Bu konuda Resulullah (as) örnek şahsiyetiyle denge ilkesi olmaya devem etmektedir. Ayet-i Kerime bunu şu şekilde ifade eder: "Ayrıca ona tarafımızdan büyük şefkat ve merhametle birlikte tertemiz bir gönül ve yüce bir ahlak nasip ettik."(Meryem /13) Beled Suresi(13-17) bugün bir daha inzal oluyormuş gibi okunması gereken buyrukları içerir. Zira yukarıda da ifade ettiğim gibi dünyanın vicdan aynası olması gereken müminler topluluğu olarak bizler bugün Gazze'de yaşanan zulme sessiz kalmayıp "sarp yokuşu" (Beled-12) tırmanma cesaretini elden bırakmamalıyız.
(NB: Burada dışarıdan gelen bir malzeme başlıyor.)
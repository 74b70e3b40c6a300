use std::collections::HashMap;

use axum::extract::Multipart;

use super::services::UploadItem;
use crate::error::{AppError, AppResult};

/// Multipart body split into text fields (repeatable) and file fields.
#[derive(Debug, Default)]
pub struct FormData {
    texts: HashMap<String, Vec<String>>,
    files: HashMap<String, UploadItem>,
}

impl FormData {
    pub async fn from_multipart(mut mp: Multipart) -> AppResult<Self> {
        let mut form = FormData::default();
        while let Some(field) = mp
            .next_field()
            .await
            .map_err(|e| AppError::Validation(format!("malformed multipart body: {}", e)))?
        {
            let Some(name) = field.name().map(str::to_string) else {
                continue;
            };
            let is_file = field.file_name().is_some();
            let content_type = field
                .content_type()
                .map(str::to_string)
                .unwrap_or_else(|| "application/octet-stream".into());
            let data = field
                .bytes()
                .await
                .map_err(|e| AppError::Validation(format!("unreadable field {}: {}", name, e)))?;

            if is_file {
                // browsers send an empty part for an untouched file input
                if !data.is_empty() {
                    form.files.insert(
                        name,
                        UploadItem {
                            body: data,
                            content_type,
                        },
                    );
                }
            } else {
                let value = String::from_utf8(data.to_vec())
                    .map_err(|_| AppError::Validation(format!("field {} is not UTF-8", name)))?;
                form.texts.entry(name).or_default().push(value);
            }
        }
        Ok(form)
    }

    /// Last value sent for `name`.
    pub fn text(&self, name: &str) -> Option<String> {
        self.texts.get(name).and_then(|v| v.last().cloned())
    }

    /// Every value sent for `name`, blanks dropped; `None` if the key never appeared.
    pub fn list(&self, name: &str) -> Option<Vec<String>> {
        self.texts.get(name).map(|values| {
            values
                .iter()
                .map(|v| v.trim())
                .filter(|v| !v.is_empty())
                .map(str::to_string)
                .collect()
        })
    }

    pub fn take_file(&mut self, name: &str) -> Option<UploadItem> {
        self.files.remove(name)
    }

    /// Like `text` but a missing or blank value is a validation error.
    pub fn required(&self, name: &str) -> AppResult<String> {
        match self.text(name) {
            Some(v) if !v.trim().is_empty() => Ok(v),
            _ => Err(AppError::Validation(format!("field {} is required", name))),
        }
    }

    #[cfg(test)]
    pub fn push_text(&mut self, name: &str, value: &str) {
        self.texts
            .entry(name.to_string())
            .or_default()
            .push(value.to_string());
    }

    #[cfg(test)]
    pub fn put_file(&mut self, name: &str, item: UploadItem) {
        self.files.insert(name.to_string(), item);
    }
}

#[cfg(test)]
mod tests {
    use super::*;

    #[test]
    fn list_keeps_order_and_drops_blanks() {
        let mut form = FormData::default();
        form.push_text("tags", "rust");
        form.push_text("tags", " ");
        form.push_text("tags", "web");
        assert_eq!(form.list("tags"), Some(vec!["rust".into(), "web".into()]));
        assert_eq!(form.list("missing"), None);
    }

    #[test]
    fn required_rejects_blank() {
        let mut form = FormData::default();
        form.push_text("title", "   ");
        assert!(matches!(form.required("title"), Err(AppError::Validation(_))));
        assert!(matches!(form.required("content"), Err(AppError::Validation(_))));
    }
}
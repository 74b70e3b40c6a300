pub mod form;
pub mod services;

pub use form::FormData;
pub use services::{check_media_type, discard_image, upload_image, UploadItem};
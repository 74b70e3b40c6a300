use anyhow::Context;
use serde::Deserialize;

const DEFAULT_TTL_MINUTES: i64 = 180;
/// One week.
const MAX_TTL_MINUTES: i64 = 7 * 24 * 60;

#[derive(Debug, Clone, Deserialize)]
pub struct JwtConfig {
    pub secret: String,
    pub issuer: String,
    pub audience: String,
    pub ttl_minutes: i64,
}

#[derive(Debug, Clone, Deserialize)]
pub struct StorageConfig {
    pub endpoint: String,
    pub bucket: String,
    pub access_key: String,
    pub secret_key: String,
    pub region: String,
    /// Prefix of the URLs handed back to clients for uploaded images.
    pub public_base_url: String,
}

#[derive(Debug, Clone, Deserialize)]
pub struct AppConfig {
    pub database_url: String,
    pub jwt: JwtConfig,
    pub storage: StorageConfig,
    pub cookie_secure: bool,
}

fn parse_ttl_minutes(raw: Option<&str>) -> anyhow::Result<i64> {
    let Some(raw) = raw else {
        return Ok(DEFAULT_TTL_MINUTES);
    };
    let minutes: i64 = raw
        .trim()
        .parse()
        .with_context(|| format!("JWT_TTL_MINUTES must be an integer, got {raw:?}"))?;
    anyhow::ensure!(
        (1..=MAX_TTL_MINUTES).contains(&minutes),
        "JWT_TTL_MINUTES must be between 1 and {MAX_TTL_MINUTES}, got {minutes}"
    );
    Ok(minutes)
}

impl AppConfig {
    pub fn from_env() -> anyhow::Result<Self> {
        let database_url = std::env::var("DATABASE_URL").context("DATABASE_URL is not set")?;
        let jwt = JwtConfig {
            secret: std::env::var("JWT_SECRET").context("JWT_SECRET is not set")?,
            issuer: std::env::var("JWT_ISSUER").unwrap_or_else(|_| "blogspace".into()),
            audience: std::env::var("JWT_AUDIENCE").unwrap_or_else(|_| "blogspace-users".into()),
            ttl_minutes: parse_ttl_minutes(std::env::var("JWT_TTL_MINUTES").ok().as_deref())?,
        };

        let endpoint = std::env::var("S3_ENDPOINT").context("S3_ENDPOINT is not set")?;
        let bucket = std::env::var("S3_BUCKET").context("S3_BUCKET is not set")?;
        let public_base_url = std::env::var("S3_PUBLIC_BASE_URL")
            .unwrap_or_else(|_| format!("{}/{}", endpoint.trim_end_matches('/'), bucket));
        let storage = StorageConfig {
            access_key: std::env::var("S3_ACCESS_KEY").context("S3_ACCESS_KEY is not set")?,
            secret_key: std::env::var("S3_SECRET_KEY").context("S3_SECRET_KEY is not set")?,
            region: std::env::var("S3_REGION").unwrap_or_else(|_| "us-east-1".into()),
            public_base_url: public_base_url.trim_end_matches('/').to_string(),
            endpoint,
            bucket,
        };

        let cookie_secure = std::env::var("COOKIE_SECURE")
            .map(|v| v == "true" || v == "1")
            .unwrap_or(false);

        Ok(Self {
            database_url,
            jwt,
            storage,
            cookie_secure,
        })
    }
}

#[cfg(test)]
mod tests {
    use super::*;

    #[test]
    fn ttl_defaults_when_unset() {
        assert_eq!(parse_ttl_minutes(None).unwrap(), 180);
        assert_eq!(parse_ttl_minutes(Some(" 30 ")).unwrap(), 30);
    }

    #[test]
    fn ttl_outside_range_is_rejected() {
        assert!(parse_ttl_minutes(Some("0")).is_err());
        assert!(parse_ttl_minutes(Some("-5")).is_err());
        assert!(parse_ttl_minutes(Some("9223372036854775807")).is_err());
        assert_eq!(parse_ttl_minutes(Some("10080")).unwrap(), MAX_TTL_MINUTES);
        assert!(parse_ttl_minutes(Some("10081")).is_err());
    }

    #[test]
    fn ttl_must_be_numeric() {
        let err = parse_ttl_minutes(Some("three hours")).unwrap_err();
        assert!(err.to_string().contains("JWT_TTL_MINUTES"));
    }
}
use anyhow::Context;
use async_trait::async_trait;
use aws_config::{defaults, BehaviorVersion};
use aws_credential_types::Credentials;
use aws_sdk_s3::{
    config::{Builder as S3ConfigBuilder, Region},
    Client,
};
use aws_smithy_types::byte_stream::ByteStream;
use bytes::Bytes;

use crate::config::StorageConfig;

#[async_trait]
pub trait StorageClient: Send + Sync {
    async fn put_object(&self, key: &str, body: Bytes, content_type: &str) -> anyhow::Result<()>;
    async fn delete_object(&self, key: &str) -> anyhow::Result<()>;
    /// Durable URL under which `key` is served once uploaded.
    fn public_url(&self, key: &str) -> String;
    /// Inverse of `public_url`; `None` for URLs this bucket did not hand out.
    fn key_from_url(&self, url: &str) -> Option<String>;
}

#[derive(Clone)]
pub struct Storage {
    client: Client,
    bucket: String,
    public_base_url: String,
}

impl Storage {
    pub async fn new(cfg: &StorageConfig) -> anyhow::Result<Self> {
        let shared = defaults(BehaviorVersion::latest())
            .region(Region::new(cfg.region.clone()))
            .credentials_provider(Credentials::new(
                &cfg.access_key,
                &cfg.secret_key,
                None,
                None,
                "static",
            ))
            .endpoint_url(&cfg.endpoint)
            .load()
            .await;

        let conf = S3ConfigBuilder::from(&shared)
            .endpoint_url(&cfg.endpoint)
            .force_path_style(true)
            .build();

        Ok(Self {
            client: Client::from_conf(conf),
            bucket: cfg.bucket.clone(),
            public_base_url: cfg.public_base_url.clone(),
        })
    }
}

#[async_trait]
impl StorageClient for Storage {
    async fn put_object(&self, key: &str, body: Bytes, content_type: &str) -> anyhow::Result<()> {
        self.client
            .put_object()
            .bucket(&self.bucket)
            .key(key)
            .body(ByteStream::from(body))
            .content_type(content_type)
            .send()
            .await
            .context("s3 put_object")?;
        Ok(())
    }

    async fn delete_object(&self, key: &str) -> anyhow::Result<()> {
        self.client
            .delete_object()
            .bucket(&self.bucket)
            .key(key)
            .send()
            .await
            .context("s3 delete_object")?;
        Ok(())
    }

    fn public_url(&self, key: &str) -> String {
        format!("{}/{}", self.public_base_url, key)
    }

    fn key_from_url(&self, url: &str) -> Option<String> {
        url.strip_prefix(&self.public_base_url)
            .and_then(|rest| rest.strip_prefix('/'))
            .map(str::to_string)
    }
}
O sarp yokuş bugün Gazze'de "soykırıma dur!" diyebilmektir.
O sarp yokuş bugün insani olarak yapmamız gerekenleri sonuna kadar yapma cesareti gösterebilmektir.
Ve bir de "iman etmek ve birbirlerine sabır ve merhamet tavsiye edenlerden olmaktır." (Beled-17)
"GÖKLERLE TEMASA GEÇİN"
Sözlerimi Necip Fazıl Kısakürek'in "Merhamet" adlı şiiriyle bitirmek istiyorum:
Ailem bu temel üzerinde...
Eğer toprağa, tohuma hatta kire, lekeye merhamet olmasaydı su olur muydu?
Rengi merhamet, sesi merhamet, pırıltılı şırıltılı su.
Ne duruyorsunuz sökün sahte su borularını.
Ev ev merhamet şebekesi kurun.
Tepelerinizdeki çatıları da yıkın, göklerle temasa geçin.
O zaman göreceksiniz ki, acı su borularından kendi kendine tatlı su akacak ve başlar üstüne güneşe yol veren kubbeler yükselecek....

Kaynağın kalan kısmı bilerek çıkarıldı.